### [Exercise directions]
In the entries that follow, find the line containing "interface, |access, name, descriptor, signature, exceptions|"; from there, copy every line exactly through the line containing "return Ok(ExitCode::FAILURE);".

(Stored entries)
....

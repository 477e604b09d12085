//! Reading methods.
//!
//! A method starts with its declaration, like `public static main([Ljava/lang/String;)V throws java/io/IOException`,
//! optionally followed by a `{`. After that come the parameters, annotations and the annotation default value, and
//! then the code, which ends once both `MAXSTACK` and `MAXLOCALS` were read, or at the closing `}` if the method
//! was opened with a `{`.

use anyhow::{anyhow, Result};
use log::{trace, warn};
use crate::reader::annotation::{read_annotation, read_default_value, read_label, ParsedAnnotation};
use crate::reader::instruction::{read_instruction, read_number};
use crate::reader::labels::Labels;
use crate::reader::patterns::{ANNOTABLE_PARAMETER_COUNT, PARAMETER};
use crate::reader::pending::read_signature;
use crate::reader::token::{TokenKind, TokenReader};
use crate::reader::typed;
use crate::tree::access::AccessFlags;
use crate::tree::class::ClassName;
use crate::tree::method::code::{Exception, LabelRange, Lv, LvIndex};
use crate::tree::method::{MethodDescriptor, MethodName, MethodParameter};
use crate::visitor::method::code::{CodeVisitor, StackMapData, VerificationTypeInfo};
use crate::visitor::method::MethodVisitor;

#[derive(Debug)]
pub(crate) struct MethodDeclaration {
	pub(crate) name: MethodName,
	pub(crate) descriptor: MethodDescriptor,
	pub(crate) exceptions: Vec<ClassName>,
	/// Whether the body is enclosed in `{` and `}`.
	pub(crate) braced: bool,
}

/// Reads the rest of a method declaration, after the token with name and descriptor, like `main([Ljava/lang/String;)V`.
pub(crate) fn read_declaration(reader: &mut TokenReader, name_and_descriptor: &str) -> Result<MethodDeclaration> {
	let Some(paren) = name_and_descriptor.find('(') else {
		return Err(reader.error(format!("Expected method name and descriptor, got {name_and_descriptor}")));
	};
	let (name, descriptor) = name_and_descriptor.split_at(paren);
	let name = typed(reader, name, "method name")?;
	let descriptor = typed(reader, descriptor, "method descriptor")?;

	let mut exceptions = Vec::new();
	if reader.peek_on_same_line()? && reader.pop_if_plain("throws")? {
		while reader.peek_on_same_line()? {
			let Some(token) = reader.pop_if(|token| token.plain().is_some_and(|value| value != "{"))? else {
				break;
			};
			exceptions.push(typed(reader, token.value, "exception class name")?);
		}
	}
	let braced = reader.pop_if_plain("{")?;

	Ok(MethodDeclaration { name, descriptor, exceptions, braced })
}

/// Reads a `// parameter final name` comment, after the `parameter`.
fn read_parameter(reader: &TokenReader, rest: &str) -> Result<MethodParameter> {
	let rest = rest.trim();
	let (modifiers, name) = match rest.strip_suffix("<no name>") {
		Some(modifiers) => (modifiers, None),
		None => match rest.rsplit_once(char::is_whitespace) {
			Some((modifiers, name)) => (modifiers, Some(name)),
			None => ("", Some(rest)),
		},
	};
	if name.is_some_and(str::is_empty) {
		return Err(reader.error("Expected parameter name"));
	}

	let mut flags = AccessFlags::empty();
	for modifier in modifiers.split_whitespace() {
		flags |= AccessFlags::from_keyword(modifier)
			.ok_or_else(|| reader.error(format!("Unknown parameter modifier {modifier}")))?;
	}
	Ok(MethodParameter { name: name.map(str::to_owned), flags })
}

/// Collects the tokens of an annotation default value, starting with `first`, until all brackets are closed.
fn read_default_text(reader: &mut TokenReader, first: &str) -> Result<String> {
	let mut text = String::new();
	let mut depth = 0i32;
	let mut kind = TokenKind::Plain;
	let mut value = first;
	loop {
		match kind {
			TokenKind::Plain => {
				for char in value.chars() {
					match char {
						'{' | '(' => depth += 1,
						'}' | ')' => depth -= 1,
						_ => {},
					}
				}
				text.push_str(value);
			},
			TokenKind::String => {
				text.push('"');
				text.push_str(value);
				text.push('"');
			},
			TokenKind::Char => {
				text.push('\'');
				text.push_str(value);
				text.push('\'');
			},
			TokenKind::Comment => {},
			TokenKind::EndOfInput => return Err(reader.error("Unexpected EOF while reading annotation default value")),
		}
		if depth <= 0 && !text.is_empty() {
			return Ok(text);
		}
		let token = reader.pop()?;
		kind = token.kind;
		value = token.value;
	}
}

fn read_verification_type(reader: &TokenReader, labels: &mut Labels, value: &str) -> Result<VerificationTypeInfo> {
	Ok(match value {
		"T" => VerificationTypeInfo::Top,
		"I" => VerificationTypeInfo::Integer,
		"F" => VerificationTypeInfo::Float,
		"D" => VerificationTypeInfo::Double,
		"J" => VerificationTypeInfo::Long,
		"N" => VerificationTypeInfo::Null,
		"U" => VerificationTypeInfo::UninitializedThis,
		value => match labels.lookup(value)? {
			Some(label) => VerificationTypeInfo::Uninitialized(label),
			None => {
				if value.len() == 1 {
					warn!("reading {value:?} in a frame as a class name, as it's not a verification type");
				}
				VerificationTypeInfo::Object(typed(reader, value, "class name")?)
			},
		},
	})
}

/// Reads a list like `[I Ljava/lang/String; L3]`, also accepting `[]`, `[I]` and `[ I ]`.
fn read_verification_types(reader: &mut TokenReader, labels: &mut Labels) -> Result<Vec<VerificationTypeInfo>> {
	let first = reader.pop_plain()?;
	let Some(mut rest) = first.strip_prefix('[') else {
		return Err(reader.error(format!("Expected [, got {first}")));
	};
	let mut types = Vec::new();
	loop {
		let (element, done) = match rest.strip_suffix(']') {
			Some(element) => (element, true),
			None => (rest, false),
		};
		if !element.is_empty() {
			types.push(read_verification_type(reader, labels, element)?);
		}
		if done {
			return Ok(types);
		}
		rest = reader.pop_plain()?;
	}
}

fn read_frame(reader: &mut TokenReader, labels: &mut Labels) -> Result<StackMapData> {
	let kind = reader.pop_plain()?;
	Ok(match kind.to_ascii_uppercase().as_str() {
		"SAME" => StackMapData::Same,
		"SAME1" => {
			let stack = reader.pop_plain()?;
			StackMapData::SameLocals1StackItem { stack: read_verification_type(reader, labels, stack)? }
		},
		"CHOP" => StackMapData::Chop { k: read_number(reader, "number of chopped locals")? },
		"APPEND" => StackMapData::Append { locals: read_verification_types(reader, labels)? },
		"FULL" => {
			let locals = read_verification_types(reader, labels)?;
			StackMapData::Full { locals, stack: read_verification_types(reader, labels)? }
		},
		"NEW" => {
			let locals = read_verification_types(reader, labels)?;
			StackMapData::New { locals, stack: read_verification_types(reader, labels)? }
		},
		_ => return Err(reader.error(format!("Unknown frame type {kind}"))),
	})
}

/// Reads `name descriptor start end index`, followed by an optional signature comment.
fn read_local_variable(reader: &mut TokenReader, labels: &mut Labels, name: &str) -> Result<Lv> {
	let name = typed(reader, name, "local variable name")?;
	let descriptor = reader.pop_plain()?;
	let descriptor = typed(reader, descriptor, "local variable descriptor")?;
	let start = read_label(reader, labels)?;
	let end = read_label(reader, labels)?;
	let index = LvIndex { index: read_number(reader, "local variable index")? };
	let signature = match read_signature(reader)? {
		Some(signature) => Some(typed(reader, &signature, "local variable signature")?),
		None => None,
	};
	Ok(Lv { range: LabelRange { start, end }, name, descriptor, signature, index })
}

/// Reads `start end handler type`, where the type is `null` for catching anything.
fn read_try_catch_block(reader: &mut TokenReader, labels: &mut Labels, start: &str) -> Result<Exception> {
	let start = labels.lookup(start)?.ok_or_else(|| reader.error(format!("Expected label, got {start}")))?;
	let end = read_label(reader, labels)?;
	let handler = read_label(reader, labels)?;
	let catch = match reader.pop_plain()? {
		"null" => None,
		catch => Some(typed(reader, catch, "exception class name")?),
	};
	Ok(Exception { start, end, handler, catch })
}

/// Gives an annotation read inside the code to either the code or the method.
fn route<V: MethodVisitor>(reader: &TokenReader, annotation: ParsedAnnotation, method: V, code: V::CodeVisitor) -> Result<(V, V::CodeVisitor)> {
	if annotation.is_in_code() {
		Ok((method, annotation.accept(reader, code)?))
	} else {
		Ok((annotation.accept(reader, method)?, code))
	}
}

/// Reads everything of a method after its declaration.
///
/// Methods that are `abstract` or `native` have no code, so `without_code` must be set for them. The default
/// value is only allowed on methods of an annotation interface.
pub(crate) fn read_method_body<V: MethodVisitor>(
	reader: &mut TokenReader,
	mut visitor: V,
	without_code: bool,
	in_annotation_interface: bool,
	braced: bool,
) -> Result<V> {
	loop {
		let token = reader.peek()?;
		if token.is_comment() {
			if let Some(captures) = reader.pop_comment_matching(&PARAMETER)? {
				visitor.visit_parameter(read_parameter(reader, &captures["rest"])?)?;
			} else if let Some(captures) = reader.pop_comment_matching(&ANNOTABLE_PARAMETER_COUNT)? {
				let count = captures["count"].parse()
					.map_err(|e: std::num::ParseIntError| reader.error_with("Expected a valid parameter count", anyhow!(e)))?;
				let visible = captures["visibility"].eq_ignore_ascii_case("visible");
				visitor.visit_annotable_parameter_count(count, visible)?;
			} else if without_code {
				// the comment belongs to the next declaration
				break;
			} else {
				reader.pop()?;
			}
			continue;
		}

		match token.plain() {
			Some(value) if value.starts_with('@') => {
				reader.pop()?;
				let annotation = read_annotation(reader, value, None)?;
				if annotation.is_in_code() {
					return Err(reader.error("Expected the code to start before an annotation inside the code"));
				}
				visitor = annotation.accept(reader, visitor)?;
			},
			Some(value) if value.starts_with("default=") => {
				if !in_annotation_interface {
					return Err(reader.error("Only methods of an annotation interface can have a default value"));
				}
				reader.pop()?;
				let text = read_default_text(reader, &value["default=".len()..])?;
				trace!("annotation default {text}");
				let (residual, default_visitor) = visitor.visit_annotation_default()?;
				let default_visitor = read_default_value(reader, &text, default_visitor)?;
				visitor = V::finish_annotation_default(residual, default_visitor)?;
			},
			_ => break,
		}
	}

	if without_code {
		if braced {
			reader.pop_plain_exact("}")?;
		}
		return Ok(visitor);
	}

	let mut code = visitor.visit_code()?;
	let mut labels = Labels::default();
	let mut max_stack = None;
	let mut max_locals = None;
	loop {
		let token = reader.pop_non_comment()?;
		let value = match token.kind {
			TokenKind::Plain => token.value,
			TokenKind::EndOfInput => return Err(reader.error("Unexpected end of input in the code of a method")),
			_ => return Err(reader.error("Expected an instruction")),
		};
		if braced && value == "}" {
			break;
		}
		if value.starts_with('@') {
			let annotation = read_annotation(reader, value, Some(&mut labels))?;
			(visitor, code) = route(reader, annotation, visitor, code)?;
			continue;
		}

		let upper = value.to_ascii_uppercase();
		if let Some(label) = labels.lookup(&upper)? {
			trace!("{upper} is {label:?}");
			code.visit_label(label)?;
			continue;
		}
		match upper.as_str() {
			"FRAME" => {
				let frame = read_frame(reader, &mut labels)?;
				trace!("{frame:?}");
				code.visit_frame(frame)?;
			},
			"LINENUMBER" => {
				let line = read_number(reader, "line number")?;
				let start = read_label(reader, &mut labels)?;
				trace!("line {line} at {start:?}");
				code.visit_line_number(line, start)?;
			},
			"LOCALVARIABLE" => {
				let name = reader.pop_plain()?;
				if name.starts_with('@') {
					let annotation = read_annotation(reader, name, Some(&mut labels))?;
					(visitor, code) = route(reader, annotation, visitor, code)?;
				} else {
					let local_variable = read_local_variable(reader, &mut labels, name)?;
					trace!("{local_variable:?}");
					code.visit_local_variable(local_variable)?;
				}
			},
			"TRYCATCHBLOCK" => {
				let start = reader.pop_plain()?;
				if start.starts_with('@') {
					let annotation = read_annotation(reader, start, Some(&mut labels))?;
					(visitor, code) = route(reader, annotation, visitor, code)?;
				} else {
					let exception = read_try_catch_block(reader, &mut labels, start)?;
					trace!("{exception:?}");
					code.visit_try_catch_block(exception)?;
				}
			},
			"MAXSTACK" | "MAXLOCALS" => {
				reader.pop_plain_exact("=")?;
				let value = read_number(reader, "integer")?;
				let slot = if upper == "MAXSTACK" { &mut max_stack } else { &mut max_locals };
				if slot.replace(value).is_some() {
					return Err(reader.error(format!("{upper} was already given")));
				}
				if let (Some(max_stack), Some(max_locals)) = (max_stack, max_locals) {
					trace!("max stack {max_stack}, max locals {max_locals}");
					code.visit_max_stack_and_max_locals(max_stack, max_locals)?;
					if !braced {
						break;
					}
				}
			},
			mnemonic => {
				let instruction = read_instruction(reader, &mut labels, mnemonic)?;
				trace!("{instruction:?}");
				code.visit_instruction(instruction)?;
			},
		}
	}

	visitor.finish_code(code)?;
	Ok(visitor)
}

....

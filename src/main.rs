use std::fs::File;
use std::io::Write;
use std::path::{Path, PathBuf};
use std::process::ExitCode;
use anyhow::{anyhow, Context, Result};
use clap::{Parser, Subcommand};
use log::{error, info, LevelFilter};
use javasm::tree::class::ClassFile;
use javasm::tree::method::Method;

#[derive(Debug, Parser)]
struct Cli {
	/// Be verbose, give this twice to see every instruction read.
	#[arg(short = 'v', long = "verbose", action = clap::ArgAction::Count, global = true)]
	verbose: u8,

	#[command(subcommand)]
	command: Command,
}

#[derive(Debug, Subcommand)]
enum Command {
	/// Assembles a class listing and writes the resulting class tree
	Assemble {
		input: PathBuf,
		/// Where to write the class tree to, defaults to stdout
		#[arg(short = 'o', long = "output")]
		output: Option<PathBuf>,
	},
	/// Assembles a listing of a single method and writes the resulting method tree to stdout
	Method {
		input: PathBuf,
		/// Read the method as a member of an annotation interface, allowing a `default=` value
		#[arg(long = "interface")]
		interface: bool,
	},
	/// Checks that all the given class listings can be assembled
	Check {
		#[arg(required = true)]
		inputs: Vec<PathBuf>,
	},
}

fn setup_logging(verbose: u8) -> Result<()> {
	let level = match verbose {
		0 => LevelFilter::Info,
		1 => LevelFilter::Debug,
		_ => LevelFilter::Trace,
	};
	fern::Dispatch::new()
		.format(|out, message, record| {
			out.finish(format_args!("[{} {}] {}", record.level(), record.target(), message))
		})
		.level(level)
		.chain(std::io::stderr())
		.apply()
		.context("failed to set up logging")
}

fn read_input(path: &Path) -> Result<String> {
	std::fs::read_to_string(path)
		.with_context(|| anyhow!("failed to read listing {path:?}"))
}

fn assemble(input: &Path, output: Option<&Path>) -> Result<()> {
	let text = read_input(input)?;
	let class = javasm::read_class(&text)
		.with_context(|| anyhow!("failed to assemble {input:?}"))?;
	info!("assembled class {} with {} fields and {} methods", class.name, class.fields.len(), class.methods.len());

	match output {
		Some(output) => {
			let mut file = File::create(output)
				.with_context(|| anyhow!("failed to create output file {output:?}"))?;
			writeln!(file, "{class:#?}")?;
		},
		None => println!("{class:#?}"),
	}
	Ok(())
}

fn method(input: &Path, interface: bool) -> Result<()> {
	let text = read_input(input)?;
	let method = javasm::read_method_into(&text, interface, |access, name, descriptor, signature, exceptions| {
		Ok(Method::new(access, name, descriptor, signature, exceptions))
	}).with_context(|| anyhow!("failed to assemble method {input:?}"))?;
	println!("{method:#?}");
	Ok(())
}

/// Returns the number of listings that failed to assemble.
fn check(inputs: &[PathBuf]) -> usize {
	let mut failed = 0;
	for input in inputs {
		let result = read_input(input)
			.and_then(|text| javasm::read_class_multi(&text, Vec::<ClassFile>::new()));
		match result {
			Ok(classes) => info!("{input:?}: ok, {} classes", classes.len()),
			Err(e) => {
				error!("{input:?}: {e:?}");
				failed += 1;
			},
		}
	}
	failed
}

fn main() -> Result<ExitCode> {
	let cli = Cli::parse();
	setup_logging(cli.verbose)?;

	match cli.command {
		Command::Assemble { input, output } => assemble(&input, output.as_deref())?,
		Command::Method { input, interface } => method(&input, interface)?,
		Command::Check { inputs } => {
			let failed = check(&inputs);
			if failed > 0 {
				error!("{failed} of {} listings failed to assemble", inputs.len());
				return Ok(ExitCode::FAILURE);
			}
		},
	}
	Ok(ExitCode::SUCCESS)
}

....

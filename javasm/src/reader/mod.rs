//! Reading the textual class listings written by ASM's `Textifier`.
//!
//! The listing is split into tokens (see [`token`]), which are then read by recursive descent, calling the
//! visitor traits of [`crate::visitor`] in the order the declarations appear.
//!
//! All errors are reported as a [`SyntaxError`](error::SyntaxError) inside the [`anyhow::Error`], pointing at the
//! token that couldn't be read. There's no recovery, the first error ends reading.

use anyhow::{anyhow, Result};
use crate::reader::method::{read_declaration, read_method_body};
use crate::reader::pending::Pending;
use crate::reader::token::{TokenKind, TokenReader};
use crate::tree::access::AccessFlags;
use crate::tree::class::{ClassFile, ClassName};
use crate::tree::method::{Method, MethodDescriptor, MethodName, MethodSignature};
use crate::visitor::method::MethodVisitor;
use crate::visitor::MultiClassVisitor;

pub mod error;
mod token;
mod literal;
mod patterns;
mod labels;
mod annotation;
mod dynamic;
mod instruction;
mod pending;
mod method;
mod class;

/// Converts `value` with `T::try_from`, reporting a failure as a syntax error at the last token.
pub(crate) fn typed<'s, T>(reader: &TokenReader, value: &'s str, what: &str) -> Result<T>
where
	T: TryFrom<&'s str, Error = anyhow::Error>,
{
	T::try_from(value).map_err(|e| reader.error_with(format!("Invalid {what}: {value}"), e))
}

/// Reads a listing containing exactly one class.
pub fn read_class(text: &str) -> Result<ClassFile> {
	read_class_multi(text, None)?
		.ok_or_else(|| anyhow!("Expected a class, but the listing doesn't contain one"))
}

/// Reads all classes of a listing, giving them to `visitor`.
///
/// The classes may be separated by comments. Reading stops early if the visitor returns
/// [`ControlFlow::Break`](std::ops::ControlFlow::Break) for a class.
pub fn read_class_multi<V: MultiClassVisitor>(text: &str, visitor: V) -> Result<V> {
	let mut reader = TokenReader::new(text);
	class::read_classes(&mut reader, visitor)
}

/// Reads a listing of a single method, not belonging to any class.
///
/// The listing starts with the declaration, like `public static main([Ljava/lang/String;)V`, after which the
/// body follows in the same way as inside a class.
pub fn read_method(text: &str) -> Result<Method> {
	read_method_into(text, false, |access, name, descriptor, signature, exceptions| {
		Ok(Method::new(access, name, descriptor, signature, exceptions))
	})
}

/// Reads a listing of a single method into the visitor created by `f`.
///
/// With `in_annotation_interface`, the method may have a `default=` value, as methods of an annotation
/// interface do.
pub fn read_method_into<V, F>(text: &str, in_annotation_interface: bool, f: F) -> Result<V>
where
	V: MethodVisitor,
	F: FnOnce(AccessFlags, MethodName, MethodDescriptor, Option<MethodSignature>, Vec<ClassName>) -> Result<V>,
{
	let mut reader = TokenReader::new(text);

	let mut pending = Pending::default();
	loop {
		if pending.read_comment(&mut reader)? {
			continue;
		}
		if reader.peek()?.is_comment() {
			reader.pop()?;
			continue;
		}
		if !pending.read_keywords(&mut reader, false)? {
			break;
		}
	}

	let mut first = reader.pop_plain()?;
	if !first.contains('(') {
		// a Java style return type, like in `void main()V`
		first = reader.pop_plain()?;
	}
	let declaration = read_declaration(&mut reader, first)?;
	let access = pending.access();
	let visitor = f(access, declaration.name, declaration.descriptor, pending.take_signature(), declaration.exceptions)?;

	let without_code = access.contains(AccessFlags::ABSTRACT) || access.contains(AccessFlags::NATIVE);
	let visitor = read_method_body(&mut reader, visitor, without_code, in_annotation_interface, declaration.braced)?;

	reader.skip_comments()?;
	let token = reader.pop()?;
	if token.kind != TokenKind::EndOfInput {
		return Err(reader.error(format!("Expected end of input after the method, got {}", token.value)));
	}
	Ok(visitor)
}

....

### [Result for this exercise]
	let method = javasm::read_method_into(&text, interface, |access, name, descriptor, signature, exceptions| {
		Ok(Method::new(access, name, descriptor, signature, exceptions))
	}).with_context(|| anyhow!("failed to assemble method {input:?}"))?;
	println!("{method:#?}");
	Ok(())
}

/// Returns the number of listings that failed to assemble.
fn check(inputs: &[PathBuf]) -> usize {
	let mut failed = 0;
	for input in inputs {
		let result = read_input(input)
			.and_then(|text| javasm::read_class_multi(&text, Vec::<ClassFile>::new()));
		match result {
			Ok(classes) => info!("{input:?}: ok, {} classes", classes.len()),
			Err(e) => {
				error!("{input:?}: {e:?}");
				failed += 1;
			},
		}
	}
	failed
}

fn main() -> Result<ExitCode> {
	let cli = Cli::parse();
	setup_logging(cli.verbose)?;

	match cli.command {
		Command::Assemble { input, output } => assemble(&input, output.as_deref())?,
		Command::Method { input, interface } => method(&input, interface)?,
		Command::Check { inputs } => {
			let failed = check(&inputs);
			if failed > 0 {
				error!("{failed} of {} listings failed to assemble", inputs.len());
				return Ok(ExitCode::FAILURE);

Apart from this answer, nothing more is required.